Member of the National Assembly for Val-de-Marne's 1st constituency
- In office 17 December 2012 – 20 June 2017
- Preceded by: Henri Plagnol
- Succeeded by: Frédéric Descrozaille

Personal details
- Born: 6 May 1968 (age 57) Maisons-Alfort, France
- Party: Republicans

= Sylvain Berrios =

French politician

Sylvain Berrios (born 6 May 1968) is a French politician.

==Early life==
Berrios was born on 6 May 1968 in Maisons-Alfort.

==Political career==
Starting in 1992, Berrios served on the municipal council of Saint-Maur-des-Fossés. In 2002, he began working for Henri Plagnol. Four years later, Berrios joined the budget ministry. From 2008, he concurrently served as deputy mayor of Saint-Maur-des-Fossés, and general councilor in Val-de-Marne. Berrios defeated Plagnol in a 2012 legislative by-election, and served on the National Assembly from Val-de-Marne's 1st constituency as a member of the Union for a Popular Movement (UMP).
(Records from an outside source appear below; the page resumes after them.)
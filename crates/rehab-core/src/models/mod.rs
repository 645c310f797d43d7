pub mod card;
pub mod patient;
pub mod prediction;
pub mod program;
pub mod upload;
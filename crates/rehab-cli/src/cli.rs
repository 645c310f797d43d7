use std::path::PathBuf;

use clap::{Args, Parser, Subcommand};

#[derive(Debug, Parser)]
#[command(name = "rehab")]
#[command(about = "Geriatric rehabilitation assessment client")]
pub struct Cli {
    /// Backend URL, overriding REHAB_BACKEND_URL and the config file
    #[arg(long, global = true)]
    pub backend: Option<String>,

    /// Emit logs as JSON
    #[arg(long, global = true)]
    pub json: bool,

    #[command(subcommand)]
    pub command: Commands,
}

#[derive(Debug, Subcommand)]
pub enum Commands {
    /// Show or change the saved configuration
    Config {
        #[command(subcommand)]
        action: ConfigAction,
    },
    /// List observed patients with a level histogram
    Patients,
    /// Re-score every patient on the backend
    PredictAll,
    /// Print a patient's card report
    Card { code: i64 },
    /// Print a patient's rehabilitation program
    Program { code: i64 },
    /// Predict a physical activity level from the eight calculator inputs
    Calc(CalcArgs),
    /// Predict a stored patient's activity level on the backend
    Predict {
        code: i64,
        /// Save the predicted level
        #[arg(long)]
        save: bool,
    },
    /// Edit and inspect a patient record kept in a JSON file
    Record {
        path: PathBuf,
        /// Activity classifier: intake_card or quick_assessment
        #[arg(long, default_value = "intake_card")]
        profile: String,
        #[command(subcommand)]
        action: RecordAction,
    },
    /// Submit a record file as a new patient card
    Submit { path: PathBuf },
    /// Classify exercise progress in a record file and save the overall level
    SaveLfk { code: i64, path: PathBuf },
    /// Import new patients from a spreadsheet
    Import(ImportArgs),
}

#[derive(Debug, Subcommand)]
pub enum ConfigAction {
    Show,
    SetBackend { url: String },
    Reset,
}

#[derive(Debug, Subcommand)]
pub enum RecordAction {
    /// Recompute derived fields and print a summary
    Show,
    /// Set one field and recompute what depends on it
    Set { field: String, value: String },
    /// Append an empty chronic disease entry
    AddDisease,
    /// Set the name and stage of a chronic disease entry
    Disease {
        index: usize,
        name: String,
        #[arg(default_value = "")]
        stage: String,
    },
}

#[derive(Debug, Args)]
pub struct CalcArgs {
    /// Prefill from a stored patient
    #[arg(long)]
    pub patient: Option<i64>,
    #[arg(long)]
    pub age_score: Option<String>,
    #[arg(long)]
    pub frequency: Option<String>,
    #[arg(long)]
    pub duration: Option<String>,
    #[arg(long)]
    pub bmi: Option<String>,
    #[arg(long)]
    pub barthel: Option<String>,
    #[arg(long)]
    pub sppb: Option<String>,
    #[arg(long)]
    pub get_up_and_go: Option<String>,
    #[arg(long)]
    pub walk: Option<String>,
    /// Save the predicted level for --patient
    #[arg(long, requires = "patient")]
    pub save: bool,
}

#[derive(Debug, Args)]
pub struct ImportArgs {
    pub file: PathBuf,
    /// Fill missing columns with synthetic values
    #[arg(long)]
    pub fill_synthetic: bool,
    /// JSON file mapping patient code to {column: value}
    #[arg(long)]
    pub values: Option<PathBuf>,
    /// Upload the rows after filling
    #[arg(long)]
    pub commit: bool,
}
His term as a deputy started on 17 December 2012 and lasted until 20 June 2017. Berrios later joined The Republicans, the successor to the UMP. Berrios remained a member of the Val-de-Marne general council until his resignation from that role in January 2013. In 2014, Berrios contested the mayoralty of Saint-Maur-des-Fossés, again defeating Plagnol, the incumbent. He was re-elected in the 2020 election.